Saved data entries:
····················

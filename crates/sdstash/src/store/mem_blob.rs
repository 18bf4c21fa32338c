use super::blob::{new_filename, BlobStore};
use crate::error::{Result, StashError};
use crate::model::GeneratedImage;
use parking_lot::Mutex;
use std::collections::HashMap;
use std::sync::atomic::{AtomicBool, Ordering};

/// In-memory blob store for testing. Keeps the encoded PNG bytes, so metadata
/// embedding is exercised the same way as on disk.
#[derive(Default)]
pub struct MemBlobStore {
    blobs: Mutex<HashMap<String, Vec<u8>>>,
    simulate_write_error: AtomicBool,
}

impl MemBlobStore {
    pub fn new() -> Self {
        Self::default()
    }

    /// Enable write error simulation for testing error handling.
    pub fn set_simulate_write_error(&self, simulate: bool) {
        self.simulate_write_error.store(simulate, Ordering::SeqCst);
    }

    pub fn len(&self) -> usize {
        self.blobs.lock().len()
    }

    pub fn is_empty(&self) -> bool {
        self.blobs.lock().is_empty()
    }

    pub fn contains(&self, filename: &str) -> bool {
        self.blobs.lock().contains_key(filename)
    }
}

impl BlobStore for MemBlobStore {
    fn put(&self, image: &GeneratedImage, parameters: Option<&str>) -> Result<String> {
        if self.simulate_write_error.load(Ordering::SeqCst) {
            return Err(StashError::BlobStore("Simulated write error".to_string()));
        }
        let filename = new_filename();
        let png = image
            .encode_png(parameters)
            .map_err(|e| StashError::BlobStore(format!("{}: {}", filename, e)))?;
        self.blobs.lock().insert(filename.clone(), png);
        Ok(filename)
    }

    fn get(&self, filename: &str) -> Result<GeneratedImage> {
        let blobs = self.blobs.lock();
        let bytes = blobs
            .get(filename)
            .ok_or_else(|| StashError::BlobNotFound(filename.to_string()))?;
        GeneratedImage::from_png(bytes)
    }
}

····················

◆ Task details ◆
Print the records above again, every one, exactly as written.

◆ Result ◆
filename crates/sdstash/src/store/mem_blob.rs
repository 18bf4c21fa32338c
use super::blob::{new_filename, BlobStore};
use crate::error::{Result, StashError};
use crate::model::GeneratedImage;
use parking_lot::Mutex;
use std::collections::HashMap;
use std::sync::atomic::{AtomicBool, Ordering};

/// In-memory blob store for testing. Keeps the encoded PNG bytes, so metadata
/// embedding is exercised the same way as on disk.
#[derive(Default)]
pub struct MemBlobStore {
    blobs: Mutex<HashMap<String, Vec<u8>>>,
    simulate_write_error: AtomicBool,
}

impl MemBlobStore {
    pub fn new() -> Self {
        Self::default()
    }

    /// Enable write error simulation for testing error handling.
    pub fn set_simulate_write_error(&self, simulate: bool) {
        self.simulate_write_error.store(simulate, Ordering::SeqCst);
    }

    pub fn len(&self) -> usize {
        self.blobs.lock().len()
    }

    pub fn is_empty(&self) -> bool {
        self.blobs.lock().is_empty()
    }

    pub fn contains(&self, filename: &str) -> bool {
        self.blobs.lock().contains_key(filename)
    }
}

impl BlobStore for MemBlobStore {
    fn put(&self, image: &GeneratedImage, parameters: Option<&str>) -> Result<String> {
        if self.simulate_write_error.load(Ordering::SeqCst) {
            return Err(StashError::BlobStore("Simulated write error".to_string()));
        }
        let filename = new_filename();
        let png = image
            .encode_png(parameters)
            .map_err(|e| StashError::BlobStore(format!("{}: {}", filename, e)))?;
        self.blobs.lock().insert(filename.clone(), png);
        Ok(filename)
    }

    fn get(&self, filename: &str) -> Result<GeneratedImage> {
        let blobs = self.blobs.lock();
        let bytes = blobs
            .get(filename)
            .ok_or_else(|| StashError::BlobNotFound(filename.to_string()))?;
        GeneratedImage::from_png(bytes)
    }
}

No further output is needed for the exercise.